[Start of section]

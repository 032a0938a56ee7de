//! weakboost CLI: repeated AdaBoost runs on a CSV or ARFF sample.

use clap::Parser;
use colored::Colorize;

use weakboost::{
    Experiment,
    LearnerKind,
    RunConfig,
    SchemeKind,
};

use std::path::PathBuf;
use std::process;

const FULL_WIDTH: usize = 60;


#[derive(Parser)]
#[command(name = "weakboost")]
#[command(about = "AdaBoost over decision stumps or Gaussian naive Bayes")]
#[command(version)]
struct Cli {
    /// JSON configuration file. Overrides every other option.
    #[arg(short, long)]
    config: Option<PathBuf>,

    /// Training sample (CSV or ARFF)
    #[arg(required_unless_present = "config")]
    train: Option<PathBuf>,

    /// Testing sample, used by the testing-set scheme
    #[arg(long)]
    test: Option<PathBuf>,

    /// Name of the label column (the last column by default)
    #[arg(long)]
    target: Option<String>,

    /// The CSV files have no header line
    #[arg(long)]
    no_header: bool,

    /// Evaluation scheme
    #[arg(short, long, value_enum, default_value_t = SchemeKind::SplitInTwo)]
    scheme: SchemeKind,

    /// Fraction of the training part for the split-in-two scheme
    #[arg(long, default_value_t = 0.6)]
    train_fraction: f64,

    /// Maximum number of boosting rounds
    #[arg(short, long, default_value_t = 100)]
    rounds: usize,

    /// Weak learner
    #[arg(short, long, value_enum, default_value_t = LearnerKind::Stump)]
    learner: LearnerKind,

    /// Stop once the ensemble fits the training sample
    #[arg(long)]
    stop_on_convergence: bool,

    /// Number of independent runs
    #[arg(long, default_value_t = 5)]
    repeat: usize,

    /// Seed of the first run
    #[arg(long, default_value_t = 1234)]
    seed: u64,

    /// Print the round statistics every N rounds
    #[arg(long)]
    print_every: Option<usize>,

    /// Write the round statistics of each run to CSV files
    #[arg(long)]
    log_file: Option<PathBuf>,
}


impl Cli {
    fn into_config(self) -> weakboost::Result<RunConfig> {
        if let Some(path) = self.config {
            return RunConfig::from_json_file(path);
        }

        let config = RunConfig {
            train: self.train.unwrap_or_default(),
            test: self.test,
            target: self.target,
            has_header: !self.no_header,
            scheme: self.scheme,
            train_fraction: self.train_fraction,
            rounds: self.rounds,
            learner: self.learner,
            stop_on_convergence: self.stop_on_convergence,
            repeat: self.repeat,
            seed: self.seed,
            print_every: self.print_every,
            log_file: self.log_file,
        };
        config.validate()?;
        Ok(config)
    }
}


fn main() {
    let cli = Cli::parse();

    if let Err(e) = run(cli) {
        eprintln!("{} {e}", "Error:".bold().red());
        process::exit(1);
    }
}


fn run(cli: Cli) -> weakboost::Result<()> {
    let config = cli.into_config()?;
    let (train, test) = config.read_samples()?;

    let mut experiment = Experiment::new(&train)
        .with_config(&config)
        .verbose(true);
    if let Some(test) = test.as_ref() {
        experiment = experiment.test_sample(test);
    }

    println!(
        "{:=>FULL_WIDTH$}\n{:^FULL_WIDTH$}\n{:->FULL_WIDTH$}",
        "", "WEAKBOOST".bold(), "",
    );
    println!(
        "+ {:<20}\t{:>20}",
        "Train".bold(),
        config.train.display().to_string().green(),
    );
    println!("+ {:<20}\t{:>20}", "Learner".bold(), config.learner.to_string().green());
    println!("+ {:<20}\t{:>20}", "Rounds".bold(), config.rounds.to_string().green());
    println!("+ {:<20}\t{:>20}\n", "Runs".bold(), config.repeat.to_string().green());

    let summary = experiment.run()?;

    println!(
        "\n{}\n+ {:<20}\t{:>20}\n+ {:<20}\t{:>20}\n+ {:<20}\t{:>20}\n{:=>FULL_WIDTH$}",
        "ACCURACY".bold(),
        "Min".bold(), format!("{:.5}", summary.min).bold().yellow(),
        "Max".bold(), format!("{:.5}", summary.max).bold().yellow(),
        "Mean".bold(), format!("{:.5}", summary.mean).bold().yellow(),
        "",
    );
    Ok(())
}
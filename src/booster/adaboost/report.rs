use serde::{Serialize, Deserialize};

use std::fmt;


/// Statistics of one boosting round.
#[derive(Debug, Clone, Copy, PartialEq, Serialize, Deserialize)]
pub struct RoundReport {
    /// 0-based round index.
    pub round: usize,
    /// Weighted error of the new hypothesis, at least `1e-6`.
    pub weighted_error: f64,
    /// Confidence weight assigned to the new hypothesis.
    pub confidence: f64,
    /// Unweighted training accuracy of the new hypothesis alone.
    pub weak_accuracy: f64,
    /// Unweighted training accuracy of the ensemble so far.
    pub ensemble_accuracy: f64,
}


impl fmt::Display for RoundReport {
    fn fmt(&self, f: &mut fmt::Formatter<'_>) -> fmt::Result {
        write!(
            f,
            "round {}: error = {:.6}, confidence = {:.6}, \
             weak accuracy = {:.4}, ensemble accuracy = {:.4}",
            self.round,
            self.weighted_error,
            self.confidence,
            self.weak_accuracy,
            self.ensemble_accuracy,
        )
    }
}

[End of section]

#### What the task requires
Output all of the listing exactly as written.

#### Completed task
repository 032a0938a56ee7de
//! weakboost CLI: repeated AdaBoost runs on a CSV or ARFF sample.

use clap::Parser;
use colored::Colorize;

use weakboost::{
    Experiment,
    LearnerKind,
    RunConfig,
    SchemeKind,
};

use std::path::PathBuf;
use std::process;

const FULL_WIDTH: usize = 60;


#[derive(Parser)]
#[command(name = "weakboost")]
#[command(about = "AdaBoost over decision stumps or Gaussian naive Bayes")]
#[command(version)]
struct Cli {
    /// JSON configuration file. Overrides every other option.
    #[arg(short, long)]
    config: Option<PathBuf>,

    /// Training sample (CSV or ARFF)
    #[arg(required_unless_present = "config")]
    train: Option<PathBuf>,

    /// Testing sample, used by the testing-set scheme
    #[arg(long)]
    test: Option<PathBuf>,

    /// Name of the label column (the last column by default)
    #[arg(long)]
    target: Option<String>,

    /// The CSV files have no header line
    #[arg(long)]
    no_header: bool,

    /// Evaluation scheme
    #[arg(short, long, value_enum, default_value_t = SchemeKind::SplitInTwo)]
    scheme: SchemeKind,

    /// Fraction of the training part for the split-in-two scheme
    #[arg(long, default_value_t = 0.6)]
    train_fraction: f64,

    /// Maximum number of boosting rounds
    #[arg(short, long, default_value_t = 100)]
    rounds: usize,

    /// Weak learner
    #[arg(short, long, value_enum, default_value_t = LearnerKind::Stump)]
    learner: LearnerKind,

    /// Stop once the ensemble fits the training sample
    #[arg(long)]
    stop_on_convergence: bool,

    /// Number of independent runs
    #[arg(long, default_value_t = 5)]
    repeat: usize,

    /// Seed of the first run
    #[arg(long, default_value_t = 1234)]
    seed: u64,

    /// Print the round statistics every N rounds
    #[arg(long)]
    print_every: Option<usize>,

    /// Write the round statistics of each run to CSV files
    #[arg(long)]
    log_file: Option<PathBuf>,
}


impl Cli {
    fn into_config(self) -> weakboost::Result<RunConfig> {
        if let Some(path) = self.config {
            return RunConfig::from_json_file(path);
        }

        let config = RunConfig {
            train: self.train.unwrap_or_default(),
            test: self.test,
            target: self.target,
            has_header: !self.no_header,
            scheme: self.scheme,
            train_fraction: self.train_fraction,
            rounds: self.rounds,
            learner: self.learner,
            stop_on_convergence: self.stop_on_convergence,
            repeat: self.repeat,
            seed: self.seed,
            print_every: self.print_every,
            log_file: self.log_file,
        };
        config.validate()?;
        Ok(config)
    }
}


fn main() {
    let cli = Cli::parse();

    if let Err(e) = run(cli) {
        eprintln!("{} {e}", "Error:".bold().red());
        process::exit(1);
    }
}


fn run(cli: Cli) -> weakboost::Result<()> {
    let config = cli.into_config()?;
    let (train, test) = config.read_samples()?;

    let mut experiment = Experiment::new(&train)
        .with_config(&config)
        .verbose(true);
    if let Some(test) = test.as_ref() {
        experiment = experiment.test_sample(test);
    }

    println!(
        "{:=>FULL_WIDTH$}\n{:^FULL_WIDTH$}\n{:->FULL_WIDTH$}",
        "", "WEAKBOOST".bold(), "",
    );
    println!(
        "+ {:<20}\t{:>20}",
        "Train".bold(),
        config.train.display().to_string().green(),
    );
    println!("+ {:<20}\t{:>20}", "Learner".bold(), config.learner.to_string().green());
    println!("+ {:<20}\t{:>20}", "Rounds".bold(), config.rounds.to_string().green());
    println!("+ {:<20}\t{:>20}\n", "Runs".bold(), config.repeat.to_string().green());

    let summary = experiment.run()?;

    println!(
        "\n{}\n+ {:<20}\t{:>20}\n+ {:<20}\t{:>20}\n+ {:<20}\t{:>20}\n{:=>FULL_WIDTH$}",
        "ACCURACY".bold(),
        "Min".bold(), format!("{:.5}", summary.min).bold().yellow(),
        "Max".bold(), format!("{:.5}", summary.max).bold().yellow(),
        "Mean".bold(), format!("{:.5}", summary.mean).bold().yellow(),
        "",
    );
    Ok(())
}
filename src/booster/adaboost/report.rs
use serde::{Serialize, Deserialize};

use std::fmt;


/// Statistics of one boosting round.
#[derive(Debug, Clone, Copy, PartialEq, Serialize, Deserialize)]
pub struct RoundReport {
    /// 0-based round index.
    pub round: usize,
    /// Weighted error of the new hypothesis, at least `1e-6`.
    pub weighted_error: f64,
    /// Confidence weight assigned to the new hypothesis.
    pub confidence: f64,
    /// Unweighted training accuracy of the new hypothesis alone.
    pub weak_accuracy: f64,
    /// Unweighted training accuracy of the ensemble so far.
    pub ensemble_accuracy: f64,
}


impl fmt::Display for RoundReport {
    fn fmt(&self, f: &mut fmt::Formatter<'_>) -> fmt::Result {
        write!(
            f,
            "round {}: error = {:.6}, confidence = {:.6}, \
             weak accuracy = {:.4}, ensemble accuracy = {:.4}",
            self.round,
            self.weighted_error,
            self.confidence,
            self.weak_accuracy,
            self.ensemble_accuracy,
        )
    }
}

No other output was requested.